Years ago, J. B. Phillips (I think?) said “Your God is too small!” Perhaps sometimes we also make him too big. If he can’t be spotted monkeying with a bacterial flagellum’s construction, then he must not exist. What if God’s intelligence is closer, not farther away, than we think? What if evolution itself has theological dimensions, including the nature of suffering and of love?
I’m a rank layperson here re both science and theology. But I say let’s roll with the second category. As my Dearling and I were discussing this morning, “The heavens are declaring the glory of God” (Psalm 19:1). Even that ol’ rascal Antony Flew, whose Atheism near the end of his life gave way to a grudging Theism, figured that out.

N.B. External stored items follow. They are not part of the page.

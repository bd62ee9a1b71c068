//! # Router Module
//!
//! The navigation engine of the console. It compiles route descriptors into a
//! match table, resolves locations against it, follows redirects, runs
//! navigation guards and loads the views of the matched records.
//!
//! ## Overview
//!
//! The router is responsible for:
//! - Flattening nested descriptors into absolute [`RouteRecord`]s
//! - Matching locations to records and extracting params, query and hash
//! - Following `redirect` targets with a loop limit
//! - Committing navigations and applying the scroll policy
//!
//! ## Architecture
//!
//! The router uses a two-phase approach:
//!
//! 1. **Compilation**: descriptors are parsed into [`RoutePath`](crate::routes::RoutePath)
//!    segments and inserted into a segment tree ([`RouteMatcher`]).
//!
//! 2. **Matching**: a location is split into segments and walked down the
//!    tree, static segments first, the `*` catch-all last.
//!
//! The compiled tree is the engine's *match table*. It lives behind an
//! `ArcSwap`, so [`Router::replace_matcher`] and [`Router::add_routes`] swap
//! it atomically while every holder of the `Arc<Router>` keeps a valid handle.
//!
//! ## Example
//!
//! ```rust
//! use admin_router::router::{Router, RouterOptions};
//! use admin_router::routes::constant_routes;
//!
//! let router = Router::new(RouterOptions::default(), constant_routes().to_vec());
//! let resolution = router.resolve("/users/list").unwrap();
//! assert_eq!(resolution.name(), Some("List"));
//!
//! // `/` redirects to the dashboard
//! let home = router.resolve("/").unwrap();
//! assert_eq!(home.path, "/dashboard");
//! ```

mod core;
mod guard;
mod matcher;
mod scroll;

pub use self::core::{
    HistoryMode, Navigation, Resolution, Router, RouterOptions, DEFAULT_MAX_REDIRECTS,
};
pub use guard::{GuardDecision, NavigationGuard};
pub use matcher::{ParamVec, RouteMatcher, RouteRecord, MAX_INLINE_PARAMS};
pub use scroll::{ScrollBehavior, ScrollPosition};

But there is one last wrinkle. We do not learn God’s Name via nature. Reason may (should, I would argue) take us as far as being able to say, “No universe this complex could have come about by sheer chance; some intelligence lies behind it.” But natural reason will not take us even to Monotheism. As classic Christian theology suggests, we require God Himself to speak — to reveal himself — to know not merely that he / it exists, but rather who he is, what his nature is, whether or not he desires, loves, requires something of us. And through such a revelation we will also learn far more about who we are, what it means to actually be a sentient self in a universe where such sentience seems otherwise a most cruel joke.
There is a leap of faith involved…. or if you will, a falling in(to) Love involved. All three of the world’s largest monotheistic religions go that far.
Shall we go farther? God Incarnated into his own creation is the Christian scandal, and the Christian glory. If you want to know what this pilgrim believes…. read the Gospel of Luke (the God of women and the poor), then the Gospel of John (the God of the Cosmos and Agape Love). God came to human beings in embodied, human form. I leap toward this God because I fall and am falling in love with Him.
Your path isn’t my path. The way to Christ is a narrow path, but not the same for any of us. God bless you in your own journey toward your own leap… which sometimes requires repetition.
Great job Jon but you should have mentioned Lamoureau.
What exactly do you mean by “What if evolution itself has theological dimensions, including the nature of suffering and of love”?